It would be difficult to overstate the elegance of this story collection from Andrea Lee, who produces fiction and journalism for The New Yorker, among other venues. Lee's interesting women are usually Americans trying their luck in Europe; most of them are African American wives of the Italian elite. Because her subject matter is so rarified (the first story mentions cashmere two times in as many pages) and because her writing is so beautifully transparent, it seems at first that Lee is coasting on the glamour of her subject matter.

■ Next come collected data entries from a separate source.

use std::time::Duration;

use reqwest::StatusCode;
use serde_json::Value;
use tokio_retry::{strategy::FixedInterval, RetryIf};

use crate::{
    app::{config::Config, models::api_error::ApiError},
    receipts::models::receipt::Receipt,
};

use super::config::{API_URL, RETRY_COUNT, RETRY_INTERVAL_MILLIS};

/// Client for the alpha minting API. Send failures, 429 and 5xx responses
/// are retried on a fixed interval before the error is returned.
#[derive(Debug, Clone)]
pub struct MintingClient {
    base_url: String,
    client: reqwest::Client,
    retry_interval: Duration,
    retry_count: usize,
}

impl MintingClient {
    pub fn new(base_url: &str) -> Self {
        Self {
            base_url: base_url.trim_end_matches('/').to_string(),
            client: reqwest::Client::new(),
            retry_interval: Duration::from_millis(RETRY_INTERVAL_MILLIS),
            retry_count: RETRY_COUNT,
        }
    }

    pub fn from_config(config: &Config) -> Self {
        Self::new(&config.minting_api_url)
            .with_retry(config.minting_retry_interval, config.minting_retry_count)
    }

    pub fn with_retry(mut self, retry_interval: Duration, retry_count: usize) -> Self {
        self.retry_interval = retry_interval;
        self.retry_count = retry_count;
        self
    }

    pub fn base_url(&self) -> &str {
        &self.base_url
    }

    fn retry_strategy(&self) -> std::iter::Take<FixedInterval> {
        FixedInterval::new(self.retry_interval).take(self.retry_count)
    }

    pub async fn fetch_node_receipts_with_retry(
        &self,
        node_id: u32,
    ) -> Result<Vec<Receipt>, ApiError> {
        RetryIf::spawn(
            self.retry_strategy(),
            || async { self.fetch_node_receipts(node_id).await },
            FetchError::is_transient,
        )
        .await
        .map_err(ApiError::from)
    }

    /// Receipts the API returns for a node. Items that cannot be
    /// understood are skipped; the rest are still usable.
    async fn fetch_node_receipts(&self, node_id: u32) -> Result<Vec<Receipt>, FetchError> {
        let url = format!("{}/node/{}", self.base_url, node_id);
        let result = self.client.get(url).send().await;

        let res = match result {
            Ok(res) => res,
            Err(e) => {
                tracing::warn!("fetch_node_receipts {} (1): {:?}", node_id, e);
                return Err(FetchError::Transient(upstream_error(&format!(
                    "Failed to fetch receipts for node {}.",
                    node_id
                ))));
            }
        };

        let status = res.status();
        if !status.is_success() {
            tracing::warn!("fetch_node_receipts {} (2): {}", node_id, status);
            let e = upstream_error(&format!(
                "Failed to fetch receipts for node {} ({}).",
                node_id, status
            ));
            return Err(if is_transient_status(status) {
                FetchError::Transient(e)
            } else {
                FetchError::Permanent(e)
            });
        }

        match res.json::<Vec<Value>>().await {
            Ok(values) => Ok(values
                .into_iter()
                .filter_map(|value| Receipt::from_value(value).ok())
                .collect()),
            Err(e) => {
                tracing::warn!("fetch_node_receipts {} (3): {:?}", node_id, e);
                Err(FetchError::Permanent(upstream_error(&format!(
                    "Failed to read receipts for node {}.",
                    node_id
                ))))
            }
        }
    }

    pub async fn fetch_receipt_with_retry(&self, hash: &str) -> Result<Option<Receipt>, ApiError> {
        RetryIf::spawn(
            self.retry_strategy(),
            || async { self.fetch_receipt(hash).await },
            FetchError::is_transient,
        )
        .await
        .map_err(ApiError::from)
    }

    /// A receipt the API does not know about is `None`, not an error.
    async fn fetch_receipt(&self, hash: &str) -> Result<Option<Receipt>, FetchError> {
        let url = format!("{}/{}", self.base_url, hash);
        let result = self.client.get(url).send().await;

        let res = match result {
            Ok(res) => res,
            Err(e) => {
                tracing::warn!("fetch_receipt {} (1): {:?}", hash, e);
                return Err(FetchError::Transient(upstream_error(&format!(
                    "Failed to fetch receipt {}.",
                    hash
                ))));
            }
        };

        match res.status() {
            status if status.is_success() => {}
            status if is_transient_status(status) => {
                tracing::warn!("fetch_receipt {} (2): {}", hash, status);
                return Err(FetchError::Transient(upstream_error(&format!(
                    "Failed to fetch receipt {}.",
                    hash
                ))));
            }
            _ => return Ok(None),
        }

        match res.json::<Value>().await {
            Ok(value) => match Receipt::from_value(value) {
                Ok(receipt) => Ok(Some(receipt)),
                Err(_) => Ok(None),
            },
            Err(e) => {
                tracing::warn!("fetch_receipt {} (3): {:?}", hash, e);
                Err(FetchError::Permanent(upstream_error(&format!(
                    "Failed to read receipt {}.",
                    hash
                ))))
            }
        }
    }
}

impl Default for MintingClient {
    fn default() -> Self {
        Self::new(API_URL)
    }
}

/// Only transient failures are attempted again.
#[derive(Debug)]
enum FetchError {
    Transient(ApiError),
    Permanent(ApiError),
}

impl FetchError {
    fn is_transient(&self) -> bool {
        matches!(self, Self::Transient(_))
    }
}

impl From<FetchError> for ApiError {
    fn from(e: FetchError) -> Self {
        match e {
            FetchError::Transient(e) | FetchError::Permanent(e) => e,
        }
    }
}

fn is_transient_status(status: StatusCode) -> bool {
    status == StatusCode::TOO_MANY_REQUESTS || status.is_server_error()
}

fn upstream_error(message: &str) -> ApiError {
    ApiError {
        code: StatusCode::BAD_GATEWAY,
        message: message.to_string(),
    }
}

Not so--these stories are every bit as well put together as the women who inhabit them. "Brothers and Sisters Around the World" is an unforgettable tale of a well-to-do black woman who vacations in Third World countries with her European husband: "on vacation we travel the world to get hotter and wilder." When the narrator impulsively slaps a teenage girl who's been flirting with her husband in a village near Madagascar, the balance of the whole island is upset, with surprising results. Lee limns race, class, and a peculiarly female ambitiousness while always keeping her language as deceptively simple and sharp as an Armani suit. --Claire Dederer --This text refers to an out of print or unavailable edition of this title.

From Publishers Weekly

Although Lee has published one novel (Sarah Phillips) and one book of reportage (Russian Journal), she is best known for her frequently anthologized short stories infused with international glamour and a particular brand of American world-weariness. The 13 here are thematically unified, focusing on outsiders doubly estranged and often struggling to factor a sexual power play into the equation. The unnamed narrator of "Brothers and Sisters Around the World" is vacationing in the Caribbean with her young son and her Franco-Roman husband, who adores the tropics and assumes she does, too. "He doesn't seem to see that what gives strength to the spine of an American black woman... is a steely Protestant core... that in its absolutism is curiously cold and Nordic." Another American wife whose Milanese husband assumes she is traditional gives him a birthday present of an evening with two elegant and very young fancy women. The book takes its title from the musings of a woman vacationing in Thailand while her husband investigates mines in China. "Interesting women are we ever going to be free of them? I meet them everywhere these days, now that there is no longer such a thing as an interesting man." Reading Lee, you know you're in the presence of an author fully able to, as another narrator says, "picture an endless mazurka of former wives, husbands, lovers, children, and assorted hangers-on, not excepting au pairs, cleaning women and pets." The stories are full of tension sexual, material, racial. If they are less than perfectly realized, and if their glitter seems to fade from a distance, they still provide instant and sophisticated gratification. New York author appearances. (Apr. 16)Forecast: Lee's work is frequently published in the New Yorker and other high-profile venues, and readers already captivated by her cool, ironic voice will be this collection's chief audience.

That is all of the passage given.